Jorge Dubcovsky, biologiste végétal à l'Université de Californie à Davis, a averti qu'il est peu probable que ce type de riz génétiquement modifié « soit rapidement accessible au public » à court terme. Il a souligné que du point de vue de la production agricole au sens large, les cultures pérennes ont tendance à avoir des rendements inférieurs à ceux des cultures annuelles. Dans le contexte d’une croissance démographique mondiale continue, les humains ne seront peut-être pas en mesure de remplacer à grande échelle les cultures de base annuelles à haut rendement existantes par des cultures pérennes à faible rendement, même si les premières présentent des avantages en termes d’écologie et de durabilité.

Malgré les perspectives et les défis, cette recherche est toujours considérée comme un progrès important dans le domaine de l’amélioration génétique du riz, fournissant des indices clés pour créer du riz cultivé pouvant être récolté pendant de nombreuses années grâce à des méthodes de sélection moléculaire.

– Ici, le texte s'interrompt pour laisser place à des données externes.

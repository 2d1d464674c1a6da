//! Tree-sitter Utility Functions

use tree_sitter::Node;

// ═══════════════════════════════════════════════════════════════════════════
// Node Traversal Utilities
// ═══════════════════════════════════════════════════════════════════════════

/// Visit every node in pre-order together with its depth (root = 0).
///
/// Iterative so that deeply nested sources cannot overflow the stack.
pub fn walk_with_depth<'a, F>(root: Node<'a>, mut visit: F)
where
    F: FnMut(Node<'a>, usize),
{
    let mut stack = vec![(root, 0usize)];
    while let Some((current, depth)) = stack.pop() {
        visit(current, depth);
        for i in (0..current.child_count()).rev() {
            if let Some(child) = current.child(i) {
                stack.push((child, depth + 1));
            }
        }
    }
}

/// Number of ancestors of `node` whose kind satisfies `pred`
pub fn count_ancestors<F>(node: Node<'_>, pred: F) -> usize
where
    F: Fn(&str) -> bool,
{
    let mut count = 0;
    let mut current = node.parent();
    while let Some(parent) = current {
        if pred(parent.kind()) {
            count += 1;
        }
        current = parent.parent();
    }
    count
}

// ═══════════════════════════════════════════════════════════════════════════
// Text Extraction
// ═══════════════════════════════════════════════════════════════════════════

/// Extract text from a node's byte range
///
/// Returns an empty string when the range is outside `source` or splits a
/// UTF-8 sequence.
#[inline]
pub fn extract_node_text<'a>(node: &Node, source: &'a str) -> &'a str {
    source.get(node.start_byte()..node.end_byte()).unwrap_or("")
}

/// Name of the function being called by a `call_expression`.
///
/// `foo(x)` yields `foo`, `obj->op(x)` and `obj.op(x)` yield `op`. Calls
/// through arbitrary expressions (`(*fp)(x)`) have no name.
pub fn call_target_name<'a>(call: &Node, source: &'a str) -> Option<&'a str> {
    let function = call.child_by_field_name("function")?;
    match function.kind() {
        "identifier" => Some(extract_node_text(&function, source)),
        "field_expression" => function
            .child_by_field_name("field")
            .map(|field| extract_node_text(&field, source)),
        _ => None,
    }
    .filter(|name| !name.is_empty())
}

#[cfg(test)]
mod tests {
    use super::*;
    use tree_sitter::Parser;

    fn parse(source: &str) -> tree_sitter::Tree {
        let mut parser = Parser::new();
        parser.set_language(&tree_sitter_c::language()).unwrap();
        parser.parse(source, None).unwrap()
    }

    #[test]
    fn test_walk_visits_all_nodes() {
        let source = "int f(void) { return g(1); }";
        let tree = parse(source);
        let mut kinds = Vec::new();
        let mut max_depth = 0;
        walk_with_depth(tree.root_node(), |node, depth| {
            kinds.push(node.kind().to_string());
            max_depth = max_depth.max(depth);
        });
        assert_eq!(kinds[0], "translation_unit");
        assert!(kinds.iter().any(|k| k == "call_expression"));
        assert!(max_depth > 3);
    }

    #[test]
    fn test_call_target_name() {
        let source = "void f(void) { strcpy(a, b); dev->ops(x); }";
        let tree = parse(source);
        let mut names = Vec::new();
        walk_with_depth(tree.root_node(), |node, _| {
            if node.kind() == "call_expression" {
                if let Some(name) = call_target_name(&node, source) {
                    names.push(name.to_string());
                }
            }
        });
        assert_eq!(names, vec!["strcpy", "ops"]);
    }
}
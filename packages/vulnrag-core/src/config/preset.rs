//! Preset configurations
//!
//! Presets provide complete default configurations for common use cases.

use serde::{Deserialize, Serialize};

/// Configuration preset
#[derive(Debug, Clone, Copy, PartialEq, Eq, Serialize, Deserialize)]
#[serde(rename_all = "lowercase")]
pub enum Preset {
    /// Interactive triage
    ///
    /// - top_k=5
    /// - text-driven query features only (no CPG generation)
    /// - in-memory embedding cache
    Fast,

    /// Default
    ///
    /// - top_k=10
    /// - text-driven query features
    /// - JSON-file embedding cache
    Balanced,

    /// Full pipeline
    ///
    /// - top_k=20
    /// - CPG generation for query features, text-driven fallback
    /// - SQLite embedding cache
    Thorough,
}

impl Preset {
    /// Parse preset from string
    pub fn from_str(s: &str) -> Result<Self, String> {
        match s.to_lowercase().as_str() {
            "fast" => Ok(Self::Fast),
            "balanced" => Ok(Self::Balanced),
            "thorough" => Ok(Self::Thorough),
            _ => Err(format!(
                "Unknown preset '{}'. Valid presets: fast, balanced, thorough",
                s
            )),
        }
    }

    /// Convert to string
    pub fn as_str(&self) -> &'static str {
        match self {
            Self::Fast => "fast",
            Self::Balanced => "balanced",
            Self::Thorough => "thorough",
        }
    }
}

impl Default for Preset {
    fn default() -> Self {
        Self::Balanced
    }
}

impl std::fmt::Display for Preset {
    fn fmt(&self, f: &mut std::fmt::Formatter<'_>) -> std::fmt::Result {
        f.write_str(self.as_str())
    }
}

#[cfg(test)]
mod tests {
    use super::*;

    #[test]
    fn test_preset_from_str() {
        assert_eq!(Preset::from_str("fast").unwrap(), Preset::Fast);
        assert_eq!(Preset::from_str("BALANCED").unwrap(), Preset::Balanced);
        assert_eq!(Preset::from_str("thorough").unwrap(), Preset::Thorough);
        assert!(Preset::from_str("custom").is_err());
    }

    #[test]
    fn test_preset_roundtrip() {
        for preset in [Preset::Fast, Preset::Balanced, Preset::Thorough] {
            assert_eq!(Preset::from_str(preset.as_str()).unwrap(), preset);
        }
    }
}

Si les scientifiques parviennent à l’avenir à introduire progressivement des caractéristiques pérennes dans les principales variétés sans sacrifier de manière significative le rendement, le système de plantation du riz devrait inaugurer des changements profonds en termes de réduction des semis, d’économie de main-d’œuvre et de ressources et d’amélioration des sols et de l’environnement écologique.